Una costante dell’estetica di Cuvelier, era il fondamento della festa carnale in tutti i suoi esseri disegnati: la leggerezza sublime e coinvolgente, la grazia, la suprema eleganza del corpo umano viste da un sibarita amato dagli déi. La raffinatezza sublime trasfigura ogni sua creazione. Hergé diceva che Cuvelier l’aveva sempre impressionato con il suo “disegno di una eleganza straordinaria”. Ecco ciò che è raro nella nona arte, quella del fumetto: una onnipresenza della grazia che trasforma in angelo o in dio qualsiasi bipede dotato di movimento. I giovani che cercano il piacere, le ragazze che imparano la seduzione, le donne eteree, i cavalieri fulminei, i guerrieri in combattimento, gli uomini che cadono, corrono, si rannicchiano… tutto è elegante in Cuvelier, distinto al massimo grado. Anche gli esseri rugosi o frusti diventano figure aeree sotto la sua matita; anche i brutti e cattivi hanno la loro aureola luminosa, come nei film di Fellini l’orribile e pesante sono magnificati dall’estrema passione del creatore, dalla sua grazia e dal suo spirito.

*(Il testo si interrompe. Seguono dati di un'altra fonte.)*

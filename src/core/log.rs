use tracing::level_filters::LevelFilter;
use tracing_subscriber::{
    EnvFilter, filter::Targets, fmt, prelude::__tracing_subscriber_SubscriberExt,
    util::SubscriberInitExt,
};

/// Installs the global subscriber. Logging stays off unless `verbose`;
/// `RUST_LOG` narrows it further.
pub fn init_logging(verbose: bool) {
    let (level_filter, level) = if verbose {
        (LevelFilter::DEBUG, "debug")
    } else {
        (LevelFilter::OFF, "off")
    };
    // Keep dependency chatter (hyper, reqwest) out of verbose output
    let app_filter = Targets::new()
        .with_target("coinchart", level_filter)
        .with_default(LevelFilter::WARN);
    let env_filter = EnvFilter::try_from_default_env().unwrap_or_else(|_| EnvFilter::new(level));

    let fmt_layer = fmt::layer()
        .pretty()
        .without_time()
        .with_writer(std::io::stderr);

    tracing_subscriber::registry()
        .with(fmt_layer)
        .with(app_filter)
        .with(env_filter)
        .init();
}
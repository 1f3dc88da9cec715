//! Price history abstractions

use crate::core::table::Table;
use anyhow::Result;
use async_trait::async_trait;
use chrono::{DateTime, Utc};
use thiserror::Error;

/// Column holding the volume-weighted daily price in historical datasets.
pub const WEIGHTED_PRICE: &str = "Weighted Price";

/// Column holding the volume-weighted price in chart data.
pub const WEIGHTED_AVERAGE: &str = "weightedAverage";

/// Query for a sampled chart of a trading pair.
#[derive(Debug, Clone, PartialEq, Eq)]
pub struct ChartQuery {
    pub pair: String,
    pub start: DateTime<Utc>,
    pub end: DateTime<Utc>,
    pub period_seconds: u64,
}

/// Raised when a chart provider does not know the requested pair.
#[derive(Debug, Clone, Error)]
#[error("Unknown currency pair {pair}: {reason}")]
pub struct UnknownPairError {
    pub pair: String,
    pub reason: String,
}

/// Fetches daily price history for a provider-specific dataset code.
#[async_trait]
pub trait HistoricalPriceProvider: Send + Sync {
    async fn fetch_history(&self, code: &str) -> Result<Table>;
}

/// Fetches sampled chart data for a trading pair.
#[async_trait]
pub trait ChartDataProvider: Send + Sync {
    async fn fetch_chart(&self, query: &ChartQuery) -> Result<Table>;
}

Il sensualismo di Cuvelier non è univoco, ha molte dimensioni con una prodigiosa ricchezza emozionale. Tutto ciò che è bello e buono è degno di essere valorizzato. Tutto ciò che può onorare la carnalità è un mezzo di espressione naturale. Il puro erotismo è quello che provoca emozione; Cuvelier eccelle in questo facendo vivere i suoi desideri disegnati e facendoli vivere a noi lettori. Diffuso, perpetuo, il suo sensualismo non è un banale richiamo ai sensi, è un atto di mitizzazione, un richiamo al completamento dell’essere. Epoxy lo proclama specialmente. La sensualità che consacra: l’erotismo di Cuvelier è sempre carico di mistero e di sacro, è una festa del corpo e dell’anima, un rito che si compie per unire il corpo e lo spirito alla conquista dell’indicibile. Occulte nozze di un’emozione di essenza divina. Il sentimento che viene provocato è una potente vertigine, un sacro benessere, niente a che vedere con la voglia lubrica del voyeur.

 

(Questo articolo non è stato ottenuto tramite intelligenza artificiale).

 

Un pensiero su “PAUL CUVELIER DA CORENTIN A EPOXY”
  1. Che ti piglia Sauro ? Perché rovini le immagini di Epoxy ? Chi ti ha obbligato a farlo ?
    C’è allora una evidente contraddizione tra quello che pubblichi scritto e ciò che pubblichi di illustrazione. Non sei più d’accordo con la “estrema pulizia mai volgare” e l’apprezzamento della sensualità di Numa Sadoul su Cuvelier ?
    Spiegati, oppure elimina l’articolo, ma con un motivo plausibile.